I’ve noticed this all over the vast farming communities of Canada. Thousands of square kilometers of cattle, corn, and various other staples, and suddenly…an apartment building!
For anyone who doesn’t know what’s involved in making this change and is curious, I have added some details below. Keep in mind that I am not an expert in this area; I’ve only worked with neural nets on a small scale. Please don’t do your dissertation using my explanation:
The way these neural nets work is that first blackshark, (the company that provides the AI building generation capabilities) will need to train the neural network how to spot farms and rural structures.
Training a neural net involves building a set of training data (satellite pictures of farms, rural roads, crops in various conditions, etc.) to learn from. Next, people will individually annotate that enormous collection of pictures with labels (this is a farm, that is a silo, that is an irrigation ditch, and so on). It’s a lot like teaching someone using flash cards. Do this work a hundred thousand times, and the AI should pick up fairly quickly on the pattern. Then you send it off on its own without any help, and see what it comes up with, review for mistakes, and try to correct them.
The challenge can come when the AI does something really crazy and unexpected, like turning a grain silo, which seems so obvious to us, into some sort of garrish satantic monolith or maybe an apartment block.
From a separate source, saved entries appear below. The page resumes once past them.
//! Schema registry and the opaque-resource resolution hook

use crate::error::{Error, Result};
use crate::primitive::PrimitiveKind;
use crate::schema::{FieldDescriptor, TypeDescriptor, VariantDescriptor};
use std::collections::HashMap;
use std::sync::Arc;

/// Name of the built-in extension type
pub const EXTENSION_TYPE: &str = "Extension";

/// Looks up a resource schema by the discriminator found inside an opaque fragment.
///
/// Supplied by callers; the set of resolvable resource types is open-ended.
pub trait ResourceTypeResolver {
    fn resolve_resource_type(&self, discriminator: &str) -> Option<Arc<TypeDescriptor>>;
}

impl<F> ResourceTypeResolver for F
where
    F: Fn(&str) -> Option<Arc<TypeDescriptor>>,
{
    fn resolve_resource_type(&self, discriminator: &str) -> Option<Arc<TypeDescriptor>> {
        self(discriminator)
    }
}

/// All type descriptors known to a codec or validator, indexed by type name
#[derive(Debug, Clone)]
pub struct SchemaSet {
    types: HashMap<String, Arc<TypeDescriptor>>,
}

impl SchemaSet {
    /// A registry holding the core `Extension` type
    pub fn new() -> Self {
        let mut set = Self::empty();
        let extension = Arc::new(extension_type());
        set.types.insert(extension.name().to_string(), extension);
        set
    }

    /// A registry with no types at all
    pub fn empty() -> Self {
        Self {
            types: HashMap::new(),
        }
    }

    /// Add a type; names must be unique
    pub fn register(&mut self, descriptor: TypeDescriptor) -> Result<Arc<TypeDescriptor>> {
        if self.types.contains_key(descriptor.name()) {
            return Err(Error::DuplicateType(descriptor.name().to_string()));
        }
        let descriptor = Arc::new(descriptor);
        self.types
            .insert(descriptor.name().to_string(), Arc::clone(&descriptor));
        Ok(descriptor)
    }

    /// Builder-style `register`
    pub fn with(mut self, descriptor: TypeDescriptor) -> Result<Self> {
        self.register(descriptor)?;
        Ok(self)
    }

    pub fn get(&self, name: &str) -> Option<&Arc<TypeDescriptor>> {
        self.types.get(name)
    }

    /// Like `get`, but an unknown name is an error
    pub fn require(&self, name: &str) -> Result<&Arc<TypeDescriptor>> {
        self.get(name)
            .ok_or_else(|| Error::UnknownType(name.to_string()))
    }

    pub fn contains(&self, name: &str) -> bool {
        self.types.contains_key(name)
    }

    pub fn len(&self) -> usize {
        self.types.len()
    }

    pub fn is_empty(&self) -> bool {
        self.types.is_empty()
    }

    /// Iterate over all types
    pub fn types(&self) -> impl Iterator<Item = &Arc<TypeDescriptor>> {
        self.types.values()
    }

    /// Get all resource types
    pub fn resource_types(&self) -> impl Iterator<Item = &Arc<TypeDescriptor>> {
        self.types.values().filter(|t| t.is_resource())
    }

    /// Check that every complex type referenced by a field or variant is registered.
    pub fn check_references(&self) -> Result<()> {
        let mut names: Vec<&String> = self.types.keys().collect();
        names.sort();

        for name in names {
            let descriptor = &self.types[name];
            for referenced in descriptor.referenced_types() {
                if !self.types.contains_key(referenced) {
                    return Err(Error::UnknownTypeReference {
                        type_name: name.clone(),
                        missing: referenced.to_string(),
                    });
                }
            }
        }
        Ok(())
    }
}

impl Default for SchemaSet {
    fn default() -> Self {
        Self::new()
    }
}

impl ResourceTypeResolver for SchemaSet {
    fn resolve_resource_type(&self, discriminator: &str) -> Option<Arc<TypeDescriptor>> {
        self.get(discriminator)
            .filter(|t| t.is_resource())
            .cloned()
    }
}

/// The core `Extension` type: `url` plus an optional primitive `value[x]`, nestable.
pub fn extension_type() -> TypeDescriptor {
    // Static field set; the build cannot fail
    let value = VariantDescriptor::all_primitives("value")
        .expect("primitive tags are unique");
    TypeDescriptor::complex(EXTENSION_TYPE)
        .field(FieldDescriptor::primitive("id", PrimitiveKind::String))
        .field(FieldDescriptor::complex("extension", EXTENSION_TYPE).repeated())
        .field(FieldDescriptor::primitive("url", PrimitiveKind::Uri).required())
        .field(FieldDescriptor::choice(value))
        .build()
        .expect("extension schema is well-formed")
}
The AI has no way to communicate WHY it made the choice it did (unlike teaching a person), so the trainer is left to use their engineering intuition for determine why the neural net is acting crazy in one particular edge case. This can be a time consuming process, as there are many reasons why it can break; not enough training data, too much training data, bad labelling, etc.
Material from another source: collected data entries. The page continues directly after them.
//! Slot shapes against the schema
//!
//! Decoded graphs always pass; this catches graphs assembled by hand.

use tessera_models::{
    ElementPath, ErrorKind, FieldShape, FieldSlot, Node, PathedError, TypeDescriptor,
};

pub fn validate_structure(
    node: &Node,
    schema: &TypeDescriptor,
    path: &ElementPath,
    errors: &mut Vec<PathedError>,
) {
    for (name, _) in node.fields() {
        if schema.field(name).is_none() {
            errors.push(PathedError::new(
                ErrorKind::UnknownElement,
                &path.field(name),
                format!("'{}' is not a field of {}", name, schema.name()),
            ));
        }
    }

    for field in schema.fields() {
        let Some(slot) = node.get(&field.name) else {
            continue;
        };
        let field_path = path.field(&field.name);

        match (&field.shape, slot) {
            (FieldShape::Single(kind), FieldSlot::Single(element)) if !field.is_repeated() => {
                if let Err(detail) = element.conforms_to(kind) {
                    errors.push(PathedError::type_mismatch(&field_path, detail));
                }
            }
            (FieldShape::Single(kind), FieldSlot::List(items)) if field.is_repeated() => {
                for (index, item) in items.iter().enumerate() {
                    if let Err(detail) = item.conforms_to(kind) {
                        errors.push(PathedError::type_mismatch(&field_path.index(index), detail));
                    }
                }
            }
            // Payload checks belong to the choices step
            (FieldShape::Choice(_), FieldSlot::Choice(_)) => {}
            (_, slot) => errors.push(PathedError::type_mismatch(
                &field_path,
                format!(
                    "{} slot where the schema declares {} {}",
                    describe(slot),
                    if field.is_repeated() { "a list of" } else { "a single" },
                    match &field.shape {
                        FieldShape::Single(kind) => kind.to_string(),
                        FieldShape::Choice(d) => format!("{}[x]", d.field_name()),
                    }
                ),
            )),
        }
    }
}

fn describe(slot: &FieldSlot) -> &'static str {
    match slot {
        FieldSlot::Single(_) => "single-value",
        FieldSlot::Choice(_) => "choice",
        FieldSlot::List(_) => "list",
    }
}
You’ve also got some requirements that make this extra interesting: The AI system will need to stick a building in exactly the right spot so it matches up with the map. It will need to generate, within a set of parameters or “limits”, the right building, out of a big set of choices it will have. It needs to be able to work with various qualities of satellite images, deal with weather, shadows, and so on.
As far as I know, every time they make a change, the ENTIRE dataset for the WORLD needs be completely re-generated - this involves spinning up a large fleet of compute instances (servers specifically configured for doing this type of resource-intensive work), often hundreds or thousands of machines, and having them run at full-tilt for many hours, possibly even days.
Now granted, they’ve streamlined the process quite a lot, but this is still an involved and often tedious process.
The takeaway is that Blackshark.ai seems to have a pretty good system for world generation - I have no doubt this will continue to improve. Every time they train the system, it will get better and better. All hope is not lost!